§ **What needs to be done**:
Please transcribe the data that follows exactly, from its first line through the line that contains "of the book.".

※ ※ ※

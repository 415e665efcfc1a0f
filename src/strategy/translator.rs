//! Intent-to-order translator.
//!
//! Each intent is claimed, checked and turned into at most one order inside
//! a single `BEGIN IMMEDIATE` transaction, so two translators racing on the
//! same queue can never both act on one intent.

use crate::config::Config;
use crate::model::{IntentAction, IntentKind, IntentStatus, NewOrder, Side, TradeIntent};
use crate::persistence::{
    claim_next_intent, finish_intent, has_open_exit_order, insert_order, latest_price,
    load_market, load_position, reopen_position, Store,
};
use crate::risk::RiskGovernor;
use crate::runtime::{CycleReport, Worker};
use crate::utils::round_down_to_lot;
use anyhow::Result;
use async_trait::async_trait;
use chrono::{DateTime, Utc};
use rusqlite::Connection;
use rust_decimal::Decimal;
use rust_decimal_macros::dec;
use serde_json::json;
use tracing::{info, warn};

/// What happened to one claimed intent.
#[derive(Debug, Clone, PartialEq)]
pub enum Translation {
    Ordered { intent_id: i64, order_id: i64 },
    Rejected { intent_id: i64, reason: String },
    Expired { intent_id: i64 },
}

enum Decision {
    Order(NewOrder),
    /// Reject; `reopen` returns a closing position to `open`
    Reject { reason: String, reopen: bool },
}

impl Decision {
    fn reject(reason: &str) -> Self {
        Decision::Reject {
            reason: reason.to_string(),
            reopen: true,
        }
    }
}

/// Limit price with slippage towards the far side of the book.
fn limit_price(price: Decimal, side: Side, slippage: Decimal) -> Decimal {
    let limit = match side {
        Side::Buy => price * (Decimal::ONE + slippage),
        Side::Sell => price * (Decimal::ONE - slippage),
    };
    limit.round_dp(6)
}

fn order_metadata(intent: &TradeIntent) -> serde_json::Value {
    json!({
        "intent_id": intent.id,
        "kind": intent.kind().as_str(),
        "signal_price": intent.signal_price.to_string(),
        "avg_price": intent.avg_price.map(|p| p.to_string()),
        "dislocation": intent.dislocation.map(|d| d.to_string()),
        "reason": intent.reason,
    })
}

fn decide_entry(
    conn: &Connection,
    config: &Config,
    governor: &RiskGovernor,
    intent: &TradeIntent,
    size_usd: Decimal,
    now: DateTime<Utc>,
) -> Result<Decision> {
    let price = intent.signal_price;
    if price <= Decimal::ZERO {
        return Ok(Decision::reject("bad_price"));
    }

    let Some(market) = load_market(conn, &intent.market_id)? else {
        return Ok(Decision::reject("market_unavailable"));
    };
    let Some(token_id) = market.token_for(intent.outcome).filter(|_| market.active) else {
        return Ok(Decision::reject("market_unavailable"));
    };

    match latest_price(conn, &intent.market_id, intent.outcome)? {
        Some((observed_at, _)) if now - observed_at <= config.max_price_age() => {}
        _ => return Ok(Decision::reject("stale_price")),
    }

    if let Some(block) = governor.entry_block(conn, &intent.market_id, now)? {
        return Ok(Decision::reject(block.as_str()));
    }

    let sizing = &config.sizing;
    let mut usd = size_usd.min(sizing.max_position_usd);
    if let Some(cap) = sizing.max_order_usd {
        usd = usd.min(cap);
    }
    let size = round_down_to_lot(usd / price, dec!(0.01));
    if size <= Decimal::ZERO {
        return Ok(Decision::reject("bad_size"));
    }

    let limit = limit_price(price, intent.side, config.execution.slippage);
    if limit >= Decimal::ONE {
        return Ok(Decision::reject("bad_price"));
    }

    let quantity = match intent.side {
        Side::Buy => size,
        Side::Sell => -size,
    };

    Ok(Decision::Order(NewOrder {
        strategy: intent.strategy.clone(),
        market_id: intent.market_id.clone(),
        outcome: intent.outcome,
        token_id: token_id.to_string(),
        kind: IntentKind::Entry,
        quantity,
        limit_price: limit,
        paper: config.is_paper(),
        intent_id: intent.id,
        metadata: {
            let mut meta = order_metadata(intent);
            meta["size_usd"] = json!(usd.to_string());
            meta
        },
        created_at: now,
    }))
}

/// Closing intents skip the entry risk checks; halting new risk must never
/// block an unwind.
fn decide_exit(
    conn: &Connection,
    config: &Config,
    intent: &TradeIntent,
    quantity: Decimal,
    now: DateTime<Utc>,
) -> Result<Decision> {
    let Some(position) = load_position(conn, &intent.strategy, &intent.market_id, intent.outcome)?
    else {
        return Ok(Decision::Reject {
            reason: "no_position".to_string(),
            reopen: false,
        });
    };

    // The working exit order still owns the closing position
    if has_open_exit_order(conn, &intent.strategy, &intent.market_id, intent.outcome)? {
        return Ok(Decision::Reject {
            reason: "duplicate_closing".to_string(),
            reopen: false,
        });
    }

    if quantity.is_zero() || quantity.is_sign_negative() == position.quantity.is_sign_negative() {
        return Ok(Decision::reject("wrong_side"));
    }
    // Never unwind more than is held
    let quantity = if quantity.abs() > position.quantity.abs() {
        -position.quantity
    } else {
        quantity
    };

    let price = intent.signal_price;
    if price <= Decimal::ZERO {
        return Ok(Decision::reject("bad_price"));
    }

    let Some(market) = load_market(conn, &intent.market_id)? else {
        return Ok(Decision::reject("market_unavailable"));
    };
    let Some(token_id) = market.token_for(intent.outcome) else {
        return Ok(Decision::reject("market_unavailable"));
    };

    let side = Side::from_signed(quantity);
    Ok(Decision::Order(NewOrder {
        strategy: intent.strategy.clone(),
        market_id: intent.market_id.clone(),
        outcome: intent.outcome,
        token_id: token_id.to_string(),
        kind: IntentKind::Exit,
        quantity,
        limit_price: limit_price(price, side, config.execution.slippage),
        paper: config.is_paper(),
        intent_id: intent.id,
        metadata: {
            let mut meta = order_metadata(intent);
            if let IntentAction::Close { exit_reason, .. } = &intent.action {
                meta["exit_reason"] = json!(exit_reason.as_str());
            }
            meta
        },
        created_at: now,
    }))
}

※ ※ ※

§ **Exercise answer**:
repository 415e665efcfc1a0f
filename src/strategy/translator.rs
//! Intent-to-order translator.
//!
//! Each intent is claimed, checked and turned into at most one order inside
//! a single `BEGIN IMMEDIATE` transaction, so two translators racing on the
//! same queue can never both act on one intent.

use crate::config::Config;
use crate::model::{IntentAction, IntentKind, IntentStatus, NewOrder, Side, TradeIntent};
use crate::persistence::{
    claim_next_intent, finish_intent, has_open_exit_order, insert_order, latest_price,
    load_market, load_position, reopen_position, Store,
};
use crate::risk::RiskGovernor;
use crate::runtime::{CycleReport, Worker};
use crate::utils::round_down_to_lot;
use anyhow::Result;
use async_trait::async_trait;
use chrono::{DateTime, Utc};
use rusqlite::Connection;
use rust_decimal::Decimal;
use rust_decimal_macros::dec;
use serde_json::json;
use tracing::{info, warn};

/// What happened to one claimed intent.
#[derive(Debug, Clone, PartialEq)]
pub enum Translation {
    Ordered { intent_id: i64, order_id: i64 },
    Rejected { intent_id: i64, reason: String },
    Expired { intent_id: i64 },
}

enum Decision {
    Order(NewOrder),
    /// Reject; `reopen` returns a closing position to `open`
    Reject { reason: String, reopen: bool },
}

impl Decision {
    fn reject(reason: &str) -> Self {
        Decision::Reject {
            reason: reason.to_string(),
            reopen: true,
        }
    }
}

/// Limit price with slippage towards the far side of the book.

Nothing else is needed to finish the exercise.